Saulo Kasekela morreu de SIDA no dia 7 de Março, numa pequena cidade chamada Mpongwe, no cinturão do cobre do norte da Zâmbia. Ele era um segurança de 37 anos, internado no hospital da missão dois dias antes. Depois que seu corpo foi levado para fora da enfermaria masculina, uma enfermeira deixou de lado sua radiografia de tórax, uma mancha turva de pulmões devorados por tuberculose, uma marca registrada de infecção por HIV avançada e não tratada. Um atestado médico rabiscado indicava que o raio X deveria ser guardado para estudantes de medicina.
Dos oito pacientes internados naquele dia, quatro tinham AIDS. Lewis Chifuta, 33 anos, estava magro, febril e mal conseguia reconhecer seus irmãos quando eles chegaram ao seu leito.
Há um ano, em Mpongwe, havia um caso como este por mês, ou talvez dois. Em janeiro deste ano, foram 28 novos casos; em fevereiro, mais 28; em março, mais sete.
Durante o primeiro mês do Presidente Trump no cargo, a sua administração anulou grande parte do principal programa global contra o VIH que salvou a vida de centenas de milhares de pessoas na Zâmbia. O governo da Zâmbia entrou em modo de emergência, desesperado para garantir que as pessoas com o vírus pudessem continuar a receber medicamentos que salvam vidas.
Mas outros aspectos cruciais do programa tiveram de ser abandonados – intervenções que ajudaram a travar a propagação do vírus e protegeram as pessoas mais vulneráveis, como Kasekela.

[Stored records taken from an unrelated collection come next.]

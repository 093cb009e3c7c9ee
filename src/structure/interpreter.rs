use super::expr::{BinaryOp, Expr, Selector, UnaryOp};
use super::item::{Field, Item};
use super::num::Num;
use super::record::Record;
use super::value::Value;

/// Evaluates expressions against a stack of scopes.
///
/// Selectors look up the innermost scope first and fall back outward.
/// Evaluation is total: anything that cannot be computed yields `Absent`.
#[derive(Clone, Debug, Default)]
pub struct Interpreter {
    scopes: Vec<Value>,
}

impl Interpreter {
    pub fn new() -> Self {
        Self { scopes: Vec::new() }
    }

    pub fn with_scope(scope: impl Into<Value>) -> Self {
        Self { scopes: vec![scope.into()] }
    }

    pub fn push_scope(&mut self, scope: impl Into<Value>) {
        self.scopes.push(scope.into());
    }

    pub fn pop_scope(&mut self) -> Option<Value> {
        self.scopes.pop()
    }

    pub fn peek_scope(&self) -> Option<&Value> {
        self.scopes.last()
    }

    pub fn scope_depth(&self) -> usize {
        self.scopes.len()
    }

    pub fn evaluate(&mut self, value: &Value) -> Value {
        match value {
            Value::Expr(expr) => self.evaluate_expr(expr),
            Value::Record(record) if needs_evaluation(record) => {
                Value::Record(record.iter().map(|item| self.evaluate_item(item)).collect())
            }
            other => other.clone(),
        }
    }

    fn evaluate_item(&mut self, item: &Item) -> Item {
        match item {
            Item::Field(Field::Attr(k, v)) => Item::Field(Field::Attr(k.clone(), self.evaluate(v))),
            Item::Field(Field::Slot(k, v)) => {
                Item::Field(Field::Slot(self.evaluate(k), self.evaluate(v)))
            }
            Item::Value(v) => Item::Value(self.evaluate(v)),
        }
    }

    fn evaluate_expr(&mut self, expr: &Expr) -> Value {
        match expr {
            Expr::Selector(selector) => self.select(selector),
            Expr::Binary(op, lhs, rhs) => self.evaluate_binary(*op, lhs, rhs),
            Expr::Unary(op, operand) => {
                let operand = self.evaluate(operand);
                unary(*op, &operand)
            }
            Expr::Conditional(cond, then, otherwise) => {
                if self.evaluate(cond).is_truthy() {
                    self.evaluate(then)
                } else {
                    self.evaluate(otherwise)
                }
            }
            Expr::Lambda(..) => Value::expr(expr.clone()),
            Expr::Invoke(func, args) => self.invoke(func, args),
        }
    }

    fn evaluate_binary(&mut self, op: BinaryOp, lhs: &Value, rhs: &Value) -> Value {
        let lhs = self.evaluate(lhs);
        match op {
            BinaryOp::Or if lhs.is_truthy() => lhs,
            BinaryOp::Or => self.evaluate(rhs),
            BinaryOp::And if lhs.is_truthy() => self.evaluate(rhs),
            BinaryOp::And => lhs,
            op => {
                let rhs = self.evaluate(rhs);
                binary(op, &lhs, &rhs)
            }
        }
    }

    fn invoke(&mut self, func: &Value, args: &Value) -> Value {
        let func = self.evaluate(func);
        let args = self.evaluate(args);
        match func.as_expr() {
            Some(Expr::Lambda(bindings, template)) => {
                let mut scope = Record::new();
                let args: Vec<Value> = match &args {
                    Value::Record(r) => r.iter().map(Item::to_value).collect(),
                    Value::Absent => Vec::new(),
                    other => vec![other.clone()],
                };
                let names: Vec<&Value> = match bindings {
                    Value::Record(r) => r.iter().filter_map(Item::as_value).collect(),
                    other => vec![other],
                };
                for (index, name) in names.into_iter().enumerate() {
                    let arg = args.get(index).cloned().unwrap_or(Value::Absent);
                    scope.push(Item::slot(name.clone(), arg));
                }
                self.push_scope(scope);
                let result = self.evaluate(template);
                self.pop_scope();
                result
            }
            _ => Value::Absent,
        }
    }

    /// Evaluates a selector against the scope stack, innermost first.
    pub fn select(&mut self, selector: &Selector) -> Value {
        let scopes: Vec<Value> = self.scopes.iter().rev().cloned().collect();
        for scope in scopes {
            let mut results = Vec::new();
            self.select_from(selector, &scope, &mut results);
            if !results.is_empty() {
                return collect(results);
            }
            if matches!(selector, Selector::Identity) {
                break;
            }
        }
        Value::Absent
    }

    /// Applies `selector` to `value`, appending every match to `results`.
    pub fn select_from(&mut self, selector: &Selector, value: &Value, results: &mut Vec<Value>) {
        match selector {
            Selector::Identity => {
                if value.is_defined() {
                    results.push(value.clone());
                }
            }
            Selector::Get(key, then) => {
                let key = self.evaluate(key);
                let found = value.get(&key);
                if found.is_defined() {
                    let found = found.clone();
                    self.select_from(then, &found, results);
                }
            }
            Selector::GetAttr(key, then) => {
                let found = value.get_attr(key);
                if found.is_defined() {
                    let found = found.clone();
                    self.select_from(then, &found, results);
                }
            }
            Selector::GetItem(index, then) => {
                if let Some(item) = value.as_record().and_then(|r| r.item(*index)) {
                    let found = item.clone().into_value();
                    self.select_from(then, &found, results);
                }
            }
            Selector::Keys(then) => {
                if let Some(record) = value.as_record() {
                    for key in record.keys() {
                        self.select_from(then, &key, results);
                    }
                }
            }
            Selector::Values(then) => {
                if let Some(record) = value.as_record() {
                    for item in record.iter() {
                        if let Item::Field(f) = item {
                            let v = f.value().clone();
                            self.select_from(then, &v, results);
                        }
                    }
                }
            }
            Selector::Children(then) => {
                if let Some(record) = value.as_record() {
                    for item in record.iter() {
                        let child = item.clone().into_value();
                        self.select_from(then, &child, results);
                    }
                }
            }
            Selector::Descendants(then) => {
                if let Some(record) = value.as_record() {
                    for item in record.iter() {
                        let child = item.clone().into_value();
                        self.select_from(then, &child, results);
                        self.select_from(selector, &item.to_value(), results);
                    }
                }
            }
            Selector::Filter(predicate, then) => {
                self.push_scope(value.clone());
                let keep = self.evaluate(predicate).is_truthy();
                self.pop_scope();
                if keep {
                    self.select_from(then, value, results);
                }
            }
        }
    }
}

fn needs_evaluation(record: &Record) -> bool {
    record.iter().any(|item| match item {
        Item::Field(Field::Attr(_, v)) | Item::Value(v) => needs_value_evaluation(v),
        Item::Field(Field::Slot(k, v)) => needs_value_evaluation(k) || needs_value_evaluation(v),
    })
}

fn needs_value_evaluation(value: &Value) -> bool {
    match value {
        Value::Expr(_) => true,
        Value::Record(r) => needs_evaluation(r),
        _ => false,
    }
}

fn collect(mut results: Vec<Value>) -> Value {
    if results.len() == 1 {
        results.pop().unwrap_or_default()
    } else {
        Value::Record(results.into_iter().map(Item::Value).collect())
    }
}

/// Applies a non-short-circuiting binary operator to evaluated operands.
pub fn binary(op: BinaryOp, lhs: &Value, rhs: &Value) -> Value {
    match op {
        BinaryOp::Or => {
            if lhs.is_truthy() {
                lhs.clone()
            } else {
                rhs.clone()
            }
        }
        BinaryOp::And => {
            if lhs.is_truthy() {
                rhs.clone()
            } else {
                lhs.clone()
            }
        }
        BinaryOp::Eq => Value::Bool(lhs == rhs),
        BinaryOp::Ne => Value::Bool(lhs != rhs),
        BinaryOp::Lt | BinaryOp::Le | BinaryOp::Ge | BinaryOp::Gt => {
            // Ordering across kinds is total but meaningless to a predicate.
            if lhs.is_absent() || lhs.kind_order() != rhs.kind_order() {
                return Value::Absent;
            }
            let ord = lhs.cmp(rhs);
            Value::Bool(match op {
                BinaryOp::Lt => ord.is_lt(),
                BinaryOp::Le => ord.is_le(),
                BinaryOp::Ge => ord.is_ge(),
                _ => ord.is_gt(),
            })
        }
        BinaryOp::BitOr | BinaryOp::BitXor | BinaryOp::BitAnd => match (lhs, rhs) {
            (Value::Bool(a), Value::Bool(b)) => Value::Bool(match op {
                BinaryOp::BitOr => a | b,
                BinaryOp::BitXor => a ^ b,
                _ => a & b,
            }),
            _ => match (lhs.as_i64(), rhs.as_i64()) {
                (Some(a), Some(b)) => Value::Num(Num::Int(match op {
                    BinaryOp::BitOr => a | b,
                    BinaryOp::BitXor => a ^ b,
                    _ => a & b,
                })),
                _ => Value::Absent,
            },
        },
        BinaryOp::Plus => match (lhs, rhs) {
            (Value::Num(a), Value::Num(b)) => Value::Num(a.add(*b)),
            (Value::Text(a), Value::Text(b)) => Value::from(format!("{}{}", a, b)),
            _ => Value::Absent,
        },
        BinaryOp::Minus | BinaryOp::Times | BinaryOp::Divide | BinaryOp::Modulo => {
            match (lhs, rhs) {
                (Value::Num(a), Value::Num(b)) => Value::Num(match op {
                    BinaryOp::Minus => a.sub(*b),
                    BinaryOp::Times => a.mul(*b),
                    BinaryOp::Divide => a.div(*b),
                    _ => a.rem(*b),
                }),
                _ => Value::Absent,
            }
        }
    }
}

/// Applies a unary operator to an evaluated operand.
pub fn unary(op: UnaryOp, operand: &Value) -> Value {
    match op {
        UnaryOp::Not => match operand {
            Value::Absent => Value::Absent,
            other => Value::Bool(!other.is_truthy()),
        },
        UnaryOp::BitNot => operand
            .as_i64()
            .map(|i| Value::Num(Num::Int(!i)))
            .unwrap_or(Value::Absent),
        UnaryOp::Negative => operand.as_num().map(|n| Value::Num(n.neg())).unwrap_or(Value::Absent),
        UnaryOp::Positive => match operand {
            Value::Num(_) => operand.clone(),
            _ => Value::Absent,
        },
    }
}

#[cfg(test)]
mod tests {
    use super::*;

    fn scope() -> Value {
        Value::Record(
            Record::new()
                .with_attr("tag", "t")
                .with_slot("a", 2)
                .with_slot("b", 3)
                .with_slot("nested", Record::new().with_slot("c", "deep")),
        )
    }

    #[test]
    fn test_arithmetic_over_selectors() {
        let mut interpreter = Interpreter::with_scope(scope());
        let expr = Value::expr(Expr::binary(
            BinaryOp::Plus,
            Selector::get("a"),
            Expr::binary(BinaryOp::Times, Selector::get("b"), 10),
        ));
        assert_eq!(interpreter.evaluate(&expr), Value::from(32));
    }

    #[test]
    fn test_missing_key_is_absent() {
        let mut interpreter = Interpreter::with_scope(scope());
        let expr = Value::expr(Expr::binary(BinaryOp::Plus, Selector::get("zzz"), 1));
        assert_eq!(interpreter.evaluate(&expr), Value::Absent);
    }

    #[test]
    fn test_selector_chains_and_attrs() {
        let mut interpreter = Interpreter::with_scope(scope());
        let deep = Selector::get("nested").and_then(Selector::get("c"));
        assert_eq!(interpreter.select(&deep), Value::from("deep"));
        assert_eq!(interpreter.select(&Selector::get_attr("tag")), Value::from("t"));
        assert_eq!(interpreter.select(&Selector::get_item(1)), Value::Record(Record::new().with_slot("a", 2)));
    }

    #[test]
    fn test_keys_and_filter() {
        let mut interpreter = Interpreter::with_scope(scope());
        let keys = interpreter.select(&Selector::Keys(Box::new(Selector::Identity)));
        assert_eq!(keys.as_record().map(Record::len), Some(4));

        let filter = Selector::Values(Box::new(Selector::Filter(
            Value::expr(Expr::binary(BinaryOp::Gt, Selector::Identity, 2)),
            Box::new(Selector::Identity),
        )));
        assert_eq!(interpreter.select(&filter), Value::from(3));
    }

    #[test]
    fn test_inner_scope_shadows_outer() {
        let mut interpreter = Interpreter::with_scope(scope());
        interpreter.push_scope(Record::new().with_slot("a", 100));
        assert_eq!(interpreter.select(&Selector::get("a")), Value::from(100));
        assert_eq!(interpreter.select(&Selector::get("b")), Value::from(3));
    }

    #[test]
    fn test_lambda_invoke() {
        let mut interpreter = Interpreter::with_scope(
            Record::new().with_slot(
                "inc",
                Expr::Lambda(Value::from("x"), Value::expr(Expr::binary(BinaryOp::Plus, Selector::get("x"), 1))),
            ),
        );
        let call = Value::expr(Expr::Invoke(Selector::get("inc").into(), Value::from(41)));
        assert_eq!(interpreter.evaluate(&call), Value::from(42));
    }

    #[test]
    fn test_conditional_and_logic() {
        let mut interpreter = Interpreter::new();
        let cond = Value::expr(Expr::conditional(
            Expr::binary(BinaryOp::And, true, Expr::unary(UnaryOp::Not, false)),
            "yes",
            "no",
        ));
        assert_eq!(interpreter.evaluate(&cond), Value::from("yes"));
        assert_eq!(binary(BinaryOp::Or, &Value::Absent, &Value::from(7)), Value::from(7));
    }
}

Hoje, um sistema reduzido funciona com o apoio reduzido dos EUA e a Zâmbia poderá perder totalmente essa ajuda nos próximos dias. A administração Trump estabeleceu o prazo de 30 de Abril para o governo da Zâmbia aceitar um novo acordo de financiamento da saúde que está vinculado a dar aos Estados Unidos um acesso alargado aos recursos minerais do país.
A administração diz que o acordo ofereceria à Zâmbia cinco anos de financiamento e ajudaria a construir um sistema mais forte que dará ao país mais controlo. Mas se a Zâmbia não assinar, as autoridades alertam que Washington poderá cortar toda a sua ajuda ao VIH, uma situação que as autoridades de saúde daqui dizem que seria desastrosa.
O que está a acontecer agora em Mpongwe é um eco sombrio de uma época que a maioria dos enfermeiros e médicos daqui não tem idade suficiente para recordar. Há três décadas, os hospitais na Zâmbia estavam lotados de homens e mulheres jovens que morriam de forma agonizante e a pandemia do VIH/SIDA tinha sobrecarregado o sistema de saúde. A expectativa de vida caiu para 37.
Em 2003, a administração do Presidente George W. Bush lançou uma resposta humanitária histórica à pandemia – o Plano de Emergência do Presidente para o Alívio da SIDA, ou PEPFAR – e a Zâmbia foi um país em foco. Nessa altura, um cocktail de medicamentos anti-retrovirais que salva vidas tinha derrotado a SIDA nos Estados Unidos e noutros países de elevado rendimento, mas os medicamentos custavam dezenas de milhares de dólares e quase ninguém em África conseguia obtê-los.